> WHAT IS NEEDED
The required output is the exact run of lines below that opens at the line with "relies on. Command-specific" and closes at the line with "pub mod fs;".

(Beginning of AVAILABLE DATA)

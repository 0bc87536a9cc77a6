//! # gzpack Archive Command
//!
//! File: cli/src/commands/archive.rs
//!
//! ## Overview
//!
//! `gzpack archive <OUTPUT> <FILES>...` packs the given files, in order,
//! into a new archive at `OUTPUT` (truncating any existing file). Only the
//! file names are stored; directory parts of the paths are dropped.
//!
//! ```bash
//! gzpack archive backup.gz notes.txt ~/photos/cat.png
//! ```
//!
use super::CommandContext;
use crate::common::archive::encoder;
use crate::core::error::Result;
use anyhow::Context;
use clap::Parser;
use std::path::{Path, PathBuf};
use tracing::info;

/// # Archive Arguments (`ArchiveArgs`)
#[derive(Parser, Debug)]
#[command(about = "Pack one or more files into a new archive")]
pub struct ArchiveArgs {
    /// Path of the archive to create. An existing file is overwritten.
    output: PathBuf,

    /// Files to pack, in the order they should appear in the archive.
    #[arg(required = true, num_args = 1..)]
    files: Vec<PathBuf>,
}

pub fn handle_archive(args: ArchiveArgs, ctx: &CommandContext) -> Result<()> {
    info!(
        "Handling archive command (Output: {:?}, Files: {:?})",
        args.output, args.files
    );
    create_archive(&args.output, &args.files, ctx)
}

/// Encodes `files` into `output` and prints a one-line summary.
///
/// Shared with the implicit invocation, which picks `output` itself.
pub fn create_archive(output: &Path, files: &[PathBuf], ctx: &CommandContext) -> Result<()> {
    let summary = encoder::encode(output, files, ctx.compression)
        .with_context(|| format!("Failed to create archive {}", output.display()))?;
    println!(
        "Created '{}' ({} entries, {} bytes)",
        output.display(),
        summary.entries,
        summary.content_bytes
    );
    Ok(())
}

(End of AVAILABLE DATA)
(Beginning of AVAILABLE DATA)

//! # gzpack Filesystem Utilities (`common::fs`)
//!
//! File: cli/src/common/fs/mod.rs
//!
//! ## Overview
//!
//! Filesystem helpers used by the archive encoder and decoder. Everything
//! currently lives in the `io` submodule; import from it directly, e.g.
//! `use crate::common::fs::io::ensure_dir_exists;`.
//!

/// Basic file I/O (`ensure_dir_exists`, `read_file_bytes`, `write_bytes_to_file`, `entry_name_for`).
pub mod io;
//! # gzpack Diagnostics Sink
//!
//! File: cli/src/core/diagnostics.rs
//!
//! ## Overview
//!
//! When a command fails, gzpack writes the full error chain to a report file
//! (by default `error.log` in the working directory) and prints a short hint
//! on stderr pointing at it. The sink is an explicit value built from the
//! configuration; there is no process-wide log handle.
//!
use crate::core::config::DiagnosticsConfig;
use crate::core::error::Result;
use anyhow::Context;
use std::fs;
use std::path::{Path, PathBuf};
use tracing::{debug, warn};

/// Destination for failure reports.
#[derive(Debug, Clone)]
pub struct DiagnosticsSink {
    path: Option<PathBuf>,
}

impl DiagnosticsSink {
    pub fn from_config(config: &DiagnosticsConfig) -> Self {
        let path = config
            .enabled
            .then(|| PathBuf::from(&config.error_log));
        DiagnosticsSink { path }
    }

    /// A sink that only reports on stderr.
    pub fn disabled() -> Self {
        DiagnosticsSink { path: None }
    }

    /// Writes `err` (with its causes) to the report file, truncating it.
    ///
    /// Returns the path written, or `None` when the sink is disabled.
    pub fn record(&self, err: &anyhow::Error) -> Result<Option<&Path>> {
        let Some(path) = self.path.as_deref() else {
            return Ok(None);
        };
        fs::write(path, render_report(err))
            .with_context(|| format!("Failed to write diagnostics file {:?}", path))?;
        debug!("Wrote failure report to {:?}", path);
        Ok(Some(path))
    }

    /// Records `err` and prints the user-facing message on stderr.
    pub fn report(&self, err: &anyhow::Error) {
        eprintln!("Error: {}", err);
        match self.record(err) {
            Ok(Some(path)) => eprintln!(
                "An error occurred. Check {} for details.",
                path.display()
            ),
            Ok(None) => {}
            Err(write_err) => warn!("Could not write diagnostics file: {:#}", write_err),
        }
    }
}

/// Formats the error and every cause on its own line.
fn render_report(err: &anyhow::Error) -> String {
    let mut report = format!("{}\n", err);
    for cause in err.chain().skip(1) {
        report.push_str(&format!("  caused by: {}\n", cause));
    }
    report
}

(End of AVAILABLE DATA)
(Beginning of AVAILABLE DATA)

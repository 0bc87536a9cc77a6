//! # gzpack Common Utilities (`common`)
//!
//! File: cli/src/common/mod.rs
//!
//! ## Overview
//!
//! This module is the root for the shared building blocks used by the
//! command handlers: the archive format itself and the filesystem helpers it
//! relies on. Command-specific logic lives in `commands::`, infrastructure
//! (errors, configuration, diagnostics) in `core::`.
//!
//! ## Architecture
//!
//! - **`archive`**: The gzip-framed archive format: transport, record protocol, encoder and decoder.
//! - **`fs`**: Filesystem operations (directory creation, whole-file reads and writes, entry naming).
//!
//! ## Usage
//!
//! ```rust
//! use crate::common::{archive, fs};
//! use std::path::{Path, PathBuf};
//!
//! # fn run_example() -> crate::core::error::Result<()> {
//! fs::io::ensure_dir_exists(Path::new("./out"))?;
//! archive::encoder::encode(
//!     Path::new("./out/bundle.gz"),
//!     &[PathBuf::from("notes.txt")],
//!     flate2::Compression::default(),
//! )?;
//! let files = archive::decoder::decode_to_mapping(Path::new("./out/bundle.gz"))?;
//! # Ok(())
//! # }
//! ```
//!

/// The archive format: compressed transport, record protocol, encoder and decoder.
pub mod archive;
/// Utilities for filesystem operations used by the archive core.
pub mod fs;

(End of AVAILABLE DATA)

> OUTPUT FOR THIS EXERCISE
//! relies on. Command-specific logic lives in `commands::`, infrastructure
//! (errors, configuration, diagnostics) in `core::`.
//!
//! ## Architecture
//!
//! - **`archive`**: The gzip-framed archive format: transport, record protocol, encoder and decoder.
//! - **`fs`**: Filesystem operations (directory creation, whole-file reads and writes, entry naming).
//!
//! ## Usage
//!
//! ```rust
//! use crate::common::{archive, fs};
//! use std::path::{Path, PathBuf};
//!
//! # fn run_example() -> crate::core::error::Result<()> {
//! fs::io::ensure_dir_exists(Path::new("./out"))?;
//! archive::encoder::encode(
//!     Path::new("./out/bundle.gz"),
//!     &[PathBuf::from("notes.txt")],
//!     flate2::Compression::default(),
//! )?;
//! let files = archive::decoder::decode_to_mapping(Path::new("./out/bundle.gz"))?;
//! # Ok(())
//! # }
//! ```
//!

/// The archive format: compressed transport, record protocol, encoder and decoder.
pub mod archive;
/// Utilities for filesystem operations used by the archive core.
pub mod fs;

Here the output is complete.